Before issuing a judgment, the CJEU considers the Advocate General's opinion. The CJEU's judgment is usually given 3-6 months after receiving this opinion, but on this occasion, the CJEU's ruling was issued in less than 2 weeks. The Apps Alliance wrote a press release as soon as the ruling came out, questioning why the ruling was rushed.
Current State of Play
On Wednesday 14th October, European Commissioners met with tech industry representatives. In attendance were Commissioners Günther Oettinger (Digital Economy & Society), Vĕra Jourová (Justice, Consumers & Gender Equality) and Andrus Ansip (Digital Single Market). The Commissioners listened to the industry representatives' concerns, yet reports state that there was no major outcome of the meeting.
On Thursday 15th October, the Article 29 Working Party met to discuss the next steps following the CJEU's ruling. Commissioner Jourová attended, as well as representatives from the 28 EU Data Protection Authorities and the European Data Protection supervisor, Giovanni Buttarelli. According to reports, the meeting lasted 3 hours yet no consensus was reached on a period of grace for companies relying on Safe Harbour, or fallback mechanisms they can use in the absence of Safe Harbour. The fallback mechanisms being discussed at EU level are 'model clauses' (templates for contractual terms for companies dealing with overseas data processors, provided by the EC) and binding corporate rules, which outline a company's policies regarding internal transfers of personal data within a given corporate group.
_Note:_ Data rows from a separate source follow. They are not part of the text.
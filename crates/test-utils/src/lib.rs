//! Shared test utilities for the forecast viewer workspace.
//!
//! This crate provides common testing infrastructure including:
//! - Test data path helpers and a skip macro for optional files (fonts)
//! - Synthetic GFS-like fields over regional windows
//! - Canned OPeNDAP responses shaped like NOMADS output
//!
//! # Usage
//!
//! Add to your crate's `Cargo.toml`:
//!
//! ```toml
//! [dev-dependencies]
//! test-utils = { path = "../test-utils" }
//! ```

pub mod fixtures;
pub mod generators;
pub mod paths;

pub use fixtures::*;
pub use generators::*;
pub use paths::*;

/// Macro to skip a test if the required file is not found.
///
/// Rendering tests that need a TrueType font use this; the font is looked up
/// with [`find_test_file`].
///
/// ```ignore
/// use test_utils::require_test_file;
///
/// #[test]
/// fn test_title_text() {
///     let path = require_test_file!("DejaVuSans.ttf");
/// }
/// ```
#[macro_export]
macro_rules! require_test_file {
    ($name:expr) => {{
        match $crate::find_test_file($name) {
            Some(path) => path,
            None => {
                eprintln!(
                    "SKIPPED: Test file '{}' not found. Set TEST_DATA_DIR to a directory containing it.",
                    $name
                );
                return;
            }
        }
    }};
}

/// Macro for approximate floating-point equality assertions.
///
/// ```ignore
/// use test_utils::assert_approx_eq;
///
/// assert_approx_eq!(1.0001_f64, 1.0_f64, 0.001_f64); // passes
/// assert_approx_eq!(1.1_f32, 1.0_f32, 0.001_f32);    // fails
/// ```
#[macro_export]
macro_rules! assert_approx_eq {
    ($left:expr, $right:expr, $epsilon:expr) => {{
        let left: f64 = $left as f64;
        let right: f64 = $right as f64;
        let epsilon: f64 = $epsilon as f64;
        let diff = (left - right).abs();
        if diff > epsilon {
            panic!(
                "assertion failed: `(left ≈ right)`\n  left: `{:?}`,\n right: `{:?}`,\n  diff: `{:?}` > epsilon `{:?}`",
                left, right, diff, epsilon
            );
        }
    }};
}

#[cfg(test)]
mod tests {
    #[test]
    fn test_assert_approx_eq_passes() {
        assert_approx_eq!(1.0001, 1.0, 0.001);
        assert_approx_eq!(0.0, 0.0, 0.0001);
        assert_approx_eq!(-5.5, -5.500001, 0.0001);
    }

    #[test]
    #[should_panic(expected = "assertion failed")]
    fn test_assert_approx_eq_fails() {
        assert_approx_eq!(1.1, 1.0, 0.001);
    }
}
In its press release, the Article 29 Working Party stated that if no agreement is reached by January, Data Protection Authorities across the EU will undertake massive enforcement against companies illegally transferring data to the US. Any data transfers between the US that are still taking place under what used to be the Safe Harbour agreement are no longer lawful.
With Safe Harbour invalidated, companies no longer have a quick and easy way to handle EU citizens' data. While this affects big companies, the real damage this ruling has cause will be on small companies, as 60% of the companies that participated in Safe Harbour were small and medium sized enterprises.
Instead of one single process, we are back to having 28 different and diverging regimes. It is unclear which set of rules is now applicable and how US companies can legally transfer data across the Atlantic. For example, German's Schleswig-Holstein authority published a position paper stating that model clauses are invalid for trans-Atlantic data transfers. German regional Data Protection Authorities are meeting on 21st October with the German Federal Agency to discuss a common approach.
A fragmented approach across the EU will make it very hard for small companies that rely on data transfers to continue to do business!
For more information about our concerns, see this blog post written by Apps Alliance EU Policy Director, Catriona Meehan.
The European Commission and US Congress have been in talks about an updated Safe Harbour Agreement since 2013. We urge both parties to do their utmost to conclude this agreement in order that companies can continue to operate.
In the meantime, we urge the Commission to publish legal guidelines in order that smaller companies, without legal departments especially, can understand how to manage EU citizens' data in light of the CJEU's judgment.
Commissioner Jourová is going to Washington DC in November. We hope this helps speed up talks!